Oui, en dialecte de drague, tu as clairement fait ça pour 'marquer des points', mais après tout il s'agit de l'épreuve de Sciences, alors tu sais bien que tu n'auras pas grand-chose à écrire sur ta copie – une âme littéraire, peut-être ? – et puis même. Tu ne voulais pas la laisser toute seule. Un autre personnage apparaît, courant également, et tu reconnais Adrien. T'as un peu du mal à le comprendre – enfin, plus que les autres gens, disons – dans ses habitudes : soit il est hyper ponctuel, devant la salle avant même la sonnerie, soit il arrive comme maintenant une petite vingtaine de minutes en retard. À croire qu'il ne connaît pas la demi-mesure. Marinette le regarde sans rien dire, et toi tu regardes Marinette regarder Adrien. Elle est amoureuse de lui. Ça fait un peu mal. Mais tu ne peux pas lui en vouloir pour ça, alors tu l'interpelles.

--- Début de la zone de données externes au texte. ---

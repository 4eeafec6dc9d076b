// This Source Code Form is subject to the terms of the Mozilla Public
// License, v. 2.0. If a copy of the MPL was not distributed with this
// file, You can obtain one at https://mozilla.org/MPL/2.0/.

//! ParsedModel - Main IFC model implementation

use crate::properties::PropertyReaderImpl;
use crate::resolver::ResolverImpl;
use crate::scanner::{parse_header, EntityIndex, EntityScanner, HeaderInfo};

use log::{debug, info, warn};
use std::borrow::Cow;
use std::path::Path;
use std::sync::Arc;
use utsp_model::{
    EntityResolver, IfcModel, ModelMetadata, ParseError, ProgressCallback, PropertyReader, Result,
};

/// Parsed IFC model implementing the `IfcModel` trait
///
/// Keeps the original source text so the annotated export can append to it.
pub struct ParsedModel {
    /// Entity resolver for lookups
    resolver: Arc<ResolverImpl>,
    /// Property reader
    properties: Arc<PropertyReaderImpl>,
    /// File metadata
    metadata: ModelMetadata,
    /// File bytes, kept only when they are not valid UTF-8
    raw: Option<Vec<u8>>,
}

impl ParsedModel {
    /// Parse IFC content and create a model
    pub fn parse(content: &str) -> Result<Self> {
        Self::parse_with_progress(content, Box::new(|_, _| {}))
    }

    /// Parse with progress reporting
    pub fn parse_with_progress(content: &str, on_progress: ProgressCallback) -> Result<Self> {
        if !content.trim_start().starts_with("ISO-10303-21") {
            return Err(ParseError::format("missing ISO-10303-21 signature"));
        }
        if !content.contains("DATA;") {
            return Err(ParseError::format("missing DATA section"));
        }

        on_progress("Scanning entities", 0.0);
        let index: EntityIndex = EntityScanner::build_index(content);
        debug!(
            "Indexed {} instances ({} types, max id #{})",
            index.len(),
            index.by_type.len(),
            index.max_id
        );
        on_progress("Building index", 40.0);

        let resolver = Arc::new(ResolverImpl::new(content.to_string(), index));

        on_progress("Building property index", 60.0);
        let properties = Arc::new(PropertyReaderImpl::new(resolver.clone()));

        on_progress("Processing metadata", 90.0);
        let metadata = metadata_from_header(parse_header(content));

        on_progress("Complete", 100.0);

        Ok(Self {
            resolver,
            properties,
            metadata,
            raw: None,
        })
    }

    /// Parse raw file bytes
    ///
    /// Invalid UTF-8 is replaced for parsing rather than rejected; STEP files
    /// are ASCII but some exporters leak Latin-1 bytes into strings. The
    /// original bytes are then kept so exports reproduce them unchanged.
    pub fn from_bytes(bytes: Vec<u8>) -> Result<Self> {
        let content = String::from_utf8_lossy(&bytes);
        let lossy = matches!(content, Cow::Owned(_));
        let mut model = Self::parse(&content)?;
        if lossy {
            warn!("File is not valid UTF-8; invalid bytes are read as U+FFFD");
            model.raw = Some(bytes);
        }
        Ok(model)
    }

    /// Read and parse an IFC file from disk
    pub fn open(path: impl AsRef<Path>) -> Result<Self> {
        let path = path.as_ref();
        let model = Self::from_bytes(std::fs::read(path)?)?;
        info!(
            "Loaded {} ({} instances, schema {})",
            path.display(),
            model.resolver.entity_count(),
            model.metadata.schema_version
        );
        Ok(model)
    }

    /// Original file content, as parsed
    pub fn source(&self) -> &str {
        self.resolver.content()
    }

    /// Undecoded file bytes, when they differ from [`source`](Self::source)
    pub fn raw_source(&self) -> Option<&[u8]> {
        self.raw.as_deref()
    }

    /// Scanned instance index (max id, end of the DATA section)
    pub fn index(&self) -> &EntityIndex {
        self.resolver.index()
    }
}

fn metadata_from_header(header: HeaderInfo) -> ModelMetadata {
    ModelMetadata {
        schema_version: header.schema_version,
        originating_system: header.originating_system,
        preprocessor_version: header.preprocessor_version,
        file_name: header.file_name,
        author: header.author,
        organization: header.organization,
        timestamp: header.timestamp,
    }
}

impl IfcModel for ParsedModel {
    fn resolver(&self) -> &dyn EntityResolver {
        self.resolver.as_ref()
    }

    fn properties(&self) -> &dyn PropertyReader {
        self.properties.as_ref()
    }

    fn metadata(&self) -> &ModelMetadata {
        &self.metadata
    }
}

« Adrien ! Tu ne t'es pas réveillé non plus ?

—Euh … ouais, c'est ça.

—On compte leur dire qu'il y avait des problèmes de métro, pour être acceptés.

—Ah, cool ! »

Il s'illumine, Marinette s'illumine de le voir s'illuminer, mais toi t'es pas vraiment du genre à briller quoi qu'il arrive, surtout quand tu viens de passer vingt minutes à t'inquiéter sous un soleil de plomb pour voir qu'au final ce qui rend le plus heureuse la brune, c'est l'autre. Ah, l'égoïsme forcené de l'amour. Vous vous dirigez vers la salle en pressant le pas, Marinette a des difficultés à marcher tout en buvant et c'est forcément adorable.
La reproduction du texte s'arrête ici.